It is a welcome sign indeed that politics has taken a back-seat while confronting nature’s fury in Kashmir. As floods ravage and cause havoc in large parts of the Valley including the capital Srinagar taking quite a toll of lives and numerous citizens are still stranded across the State, the armed forces and Air Force alongwith the National Disaster Response Force have mounted rescue efforts braving all odds with the nation united behind them to meet the challenge of the humanitarian crisis wrought by Kashmir’s worst floods in 60 years. In carrying out this enerous task the PM has doubtless played a key role with a bipartisan approach—he has declared the calamity as a national disaster and announced a sum of Rs 1000 crores for relief in the circumstances.

About 2600 villages have been the worse affected and several areas are completely cut off with roads and bridges swept away. Against the backdrop of such a scale of destruction thousands have been rescued due to swift ooperations by the Army in particular. Like in the case of the Uttarakhand disaster last year, the defence forces have emerged as the saviour here as well. The spirit with which the armed forces are doing the herculean job assigned to them is indeed commendable guided as they are by the Army Chief.

In the wake of this calamity a new window of opportunity has opened up on the India-Pakistan front and the PM has promptly seized it in national interest and that of regional stability. As The Times of India has aptly noted,

Nature’s fury has also opened up a new window for flood diplomacy. Modi made the first move by offering assistance to those affected across the Line of Control. Pakistani Prime Minister Nawaz Sharif has responded in kind. There is no doubt a subtle power play here with neither side likely to accept real help inside each other’s territories and both offering to support the other. Even so the exchange between the two Prime Ministers is a welcome change in tone after the breakdown in Foreign Secretary-level talks. For now the focus must be on relief, rescue and rehabilitation but the common human tragedy on both sides of the border must also be a catalyst for thawing of relations.

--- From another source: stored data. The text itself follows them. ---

//! スキャナの状態遷移
//!
//! 副作用（カメラ操作・デコード）は持たず、CLIとWebの両方から同じ規則で操作する。
//!
//! 規則:
//! - モードは待機/カメラ/アップロードのいずれか1つ
//! - モードを切り替えると結果・プレビュー・エラーを必ず消去する
//! - デコード中は次のデコードを受け付けない
//! - モード切替前に始まったデコードの完了通知は無視する

use tracing::debug;

use crate::camera::CameraPhase;
use crate::decoder::Decoded;
use crate::error::ScanError;
use crate::types::{DecodedResult, Preview, ScanMode};

/// モード切替の結果
#[derive(Debug, Clone, Copy, PartialEq, Eq)]
pub struct ModeChange {
    pub previous: ScanMode,
    pub current: ScanMode,
    /// カメラを解放する必要があるか
    pub release_camera: bool,
}

/// 実行中デコードの識別子
#[derive(Debug, Clone, Copy, PartialEq, Eq)]
pub struct DecodeTicket(u64);

/// スキャナの表示状態
#[derive(Debug, Clone, Default, PartialEq)]
pub struct ScannerState {
    mode: ScanMode,
    camera: CameraPhase,
    busy: bool,
    result: Option<DecodedResult>,
    preview: Option<Preview>,
    error: Option<ScanError>,
    epoch: u64,
}

impl ScannerState {
    pub fn new() -> Self {
        Self::default()
    }

    pub fn mode(&self) -> ScanMode {
        self.mode
    }

    pub fn camera(&self) -> CameraPhase {
        self.camera
    }

    pub fn is_busy(&self) -> bool {
        self.busy
    }

    pub fn result(&self) -> Option<&DecodedResult> {
        self.result.as_ref()
    }

    pub fn preview(&self) -> Option<&Preview> {
        self.preview.as_ref()
    }

    pub fn error(&self) -> Option<&ScanError> {
        self.error.as_ref()
    }

    /// モードを切り替える（同じモードでも表示は消去する）
    pub fn set_mode(&mut self, mode: ScanMode) -> ModeChange {
        let previous = self.mode;
        let release_camera = self.camera != CameraPhase::Off;

        self.mode = mode;
        self.camera = CameraPhase::Off;
        self.clear_view();
        debug!("モード切替: {} → {}", previous.as_str(), mode.as_str());

        ModeChange {
            previous,
            current: mode,
            release_camera,
        }
    }

    /// 待機モードに戻す
    pub fn reset(&mut self) -> ModeChange {
        self.set_mode(ScanMode::Idle)
    }

    /// 結果・プレビュー・エラーを消去し、実行中のデコードを無効化
    pub fn clear_view(&mut self) {
        self.result = None;
        self.preview = None;
        self.clear_error();
        self.busy = false;
        self.epoch += 1;
    }

    pub fn camera_requested(&mut self) {
        self.camera = CameraPhase::Requesting;
        self.clear_error();
    }

    pub fn camera_started(&mut self) {
        self.camera = CameraPhase::Active;
    }

    /// カメラ起動失敗（権限拒否など）
    pub fn camera_failed(&mut self, error: ScanError) {
        self.camera = CameraPhase::Off;
        self.set_error(error);
    }

    pub fn camera_stopped(&mut self) {
        self.camera = CameraPhase::Off;
    }

    /// デコード開始。実行中なら `None`
    pub fn begin_decode(&mut self) -> Option<DecodeTicket> {
        if self.busy {
            debug!("デコード実行中のため要求を無視");
            return None;
        }
        self.busy = true;
        self.clear_error();
        Some(DecodeTicket(self.epoch))
    }

    /// デコード完了を反映
    ///
    /// # Returns
    /// 反映した場合 `true`。モード切替などでチケットが古い場合は `false`
    pub fn finish_decode(
        &mut self,
        ticket: DecodeTicket,
        outcome: Result<Option<Decoded>, ScanError>,
    ) -> bool {
        if ticket.0 != self.epoch {
            debug!("古いデコード結果を破棄");
            return false;
        }
        self.busy = false;

        match outcome {
            Ok(Some(decoded)) => {
                self.result = Some(DecodedResult::interpret(decoded.text, decoded.strategy));
            }
            Ok(None) => self.set_error(ScanError::NoCodeFound),
            Err(e) => self.set_error(e),
        }
        true
    }

    /// デコードが成功したか（カメラ停止判定用）
    pub fn has_result(&self) -> bool {
        self.result.is_some()
    }

    pub fn set_preview(&mut self, preview: Preview) {
        self.preview = Some(preview);
    }

    /// 検証エラーなど、デコード前の失敗を表示
    pub fn reject(&mut self, error: ScanError) {
        self.set_error(error);
    }

    /// エラーメッセージを閉じる
    pub fn dismiss_error(&mut self) {
        self.clear_error();
    }

    fn set_error(&mut self, error: ScanError) {
        self.error = Some(error);
    }

    fn clear_error(&mut self) {
        self.error = None;
    }
}

#[cfg(test)]
mod tests {
    use super::*;

    fn decoded(text: &str) -> Decoded {
        Decoded {
            text: text.to_string(),
            strategy: "bundled",
        }
    }

    fn state_with_everything() -> ScannerState {
        let mut state = ScannerState::new();
        state.set_mode(ScanMode::Upload);
        state.set_preview(Preview::new("photo.png"));
        let ticket = state.begin_decode().unwrap();
        state.finish_decode(ticket, Ok(Some(decoded("Hello"))));
        state.reject(ScanError::InvalidFileType("text/plain".into()));
        state
    }

    #[test]
    fn test_initial_state() {
        let state = ScannerState::new();
        assert_eq!(state.mode(), ScanMode::Idle);
        assert_eq!(state.camera(), CameraPhase::Off);
        assert!(!state.is_busy());
        assert!(state.result().is_none());
    }

    #[test]
    fn test_mode_switch_clears_view() {
        for mode in [ScanMode::Idle, ScanMode::Camera, ScanMode::Upload] {
            let mut state = state_with_everything();
            assert!(state.result().is_some());
            assert!(state.preview().is_some());
            assert!(state.error().is_some());

            state.set_mode(mode);
            assert_eq!(state.mode(), mode);
            assert!(state.result().is_none());
            assert!(state.preview().is_none());
            assert!(state.error().is_none());
        }
    }

    #[test]
    fn test_reset_is_idempotent() {
        let mut state = state_with_everything();
        state.reset();
        let once = state.clone();
        state.reset();
        assert_eq!(state.mode(), once.mode());
        assert_eq!(state.result(), once.result());
        assert_eq!(state.preview(), once.preview());
        assert_eq!(state.error(), once.error());
    }

    #[test]
    fn test_leaving_camera_requests_release() {
        let mut state = ScannerState::new();
        state.set_mode(ScanMode::Camera);
        state.camera_requested();
        state.camera_started();

        let change = state.set_mode(ScanMode::Upload);
        assert!(change.release_camera);
        assert_eq!(change.previous, ScanMode::Camera);
        assert_eq!(state.camera(), CameraPhase::Off);

        assert!(!state.set_mode(ScanMode::Idle).release_camera);
    }

    #[test]
    fn test_busy_refuses_overlapping_decode() {
        let mut state = ScannerState::new();
        let ticket = state.begin_decode().expect("最初は受け付ける");
        assert!(state.is_busy());
        assert!(state.begin_decode().is_none());

        state.finish_decode(ticket, Ok(None));
        assert!(!state.is_busy());
        assert!(state.begin_decode().is_some());
    }

    #[test]
    fn test_not_found_sets_transient_error() {
        let mut state = ScannerState::new();
        state.set_mode(ScanMode::Camera);
        let ticket = state.begin_decode().unwrap();
        assert!(state.finish_decode(ticket, Ok(None)));
        assert_eq!(state.error(), Some(&ScanError::NoCodeFound));

        state.dismiss_error();
        assert!(state.error().is_none());
    }

    #[test]
    fn test_stale_ticket_ignored() {
        let mut state = ScannerState::new();
        state.set_mode(ScanMode::Upload);
        let ticket = state.begin_decode().unwrap();

        state.set_mode(ScanMode::Camera);
        assert!(!state.finish_decode(ticket, Ok(Some(decoded("late")))));
        assert!(state.result().is_none());
        assert!(!state.is_busy());
    }

    #[test]
    fn test_result_is_interpreted() {
        let mut state = ScannerState::new();
        let ticket = state.begin_decode().unwrap();
        let payload = "%7B%22id%22%3A%221%22%2C%22code%22%3A%22c%22%2C%22quantity%22%3A3%2C%22unit%22%3A%22u%22%2C%22location%22%3A%22l%22%2C%22period%22%3A%22p%22%2C%22placement%22%3A%22pl%22%2C%22description%22%3A%22d%22%7D";
        state.finish_decode(ticket, Ok(Some(decoded(payload))));

        let result = state.result().unwrap();
        assert_eq!(result.raw, payload);
        let item = result.item.as_ref().expect("解釈できるはず");
        assert_eq!(item.quantity, "3");
    }

    #[test]
    fn test_camera_failure() {
        let mut state = ScannerState::new();
        state.set_mode(ScanMode::Camera);
        state.camera_requested();
        state.camera_failed(ScanError::PermissionDenied("denied".into()));
        assert_eq!(state.camera(), CameraPhase::Off);
        assert!(matches!(state.error(), Some(ScanError::PermissionDenied(_))));
    }

    #[test]
    fn test_begin_decode_clears_previous_error() {
        let mut state = ScannerState::new();
        state.reject(ScanError::NoCodeFound);
        state.begin_decode();
        assert!(state.error().is_none());
    }
}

Cutting across party lines politicians in general have lauded Modi’s initiative to reach out to the people of Pakistan-occupied Kashmir (PoK). One of the foremost among them is Congress leader Digvijay Singh, an inveterate critic of the BJP and its PM. He has tweeted: “Commend the rescue by NDRF, Army, Police and Security Forces in J & K and also GOI and PM for prompt action and reaching out to people in PoK.” And the Pakistan PM, while thanking his Indian counterpart on his proposal to enhance flood relief efforts in PoK, also spoke of extending “a helping hand, in whatever way possible, to the efforts” for the relief and rehabilitation of people on the other side of the LoC (meaning ‘Indian’ Kashmir) and made a striking suggestion: closer collaboration in disaster management should be a part of the India-Pakistan agenda of peace and development in the region.

On her part, External Affairs Minister Sushma Swaraj hinted that Modi and Sharif could meet on the sidelines of the UN General Assembly later this month depending upon the evolving situation, saying: “There are no full stops in diplomacy.”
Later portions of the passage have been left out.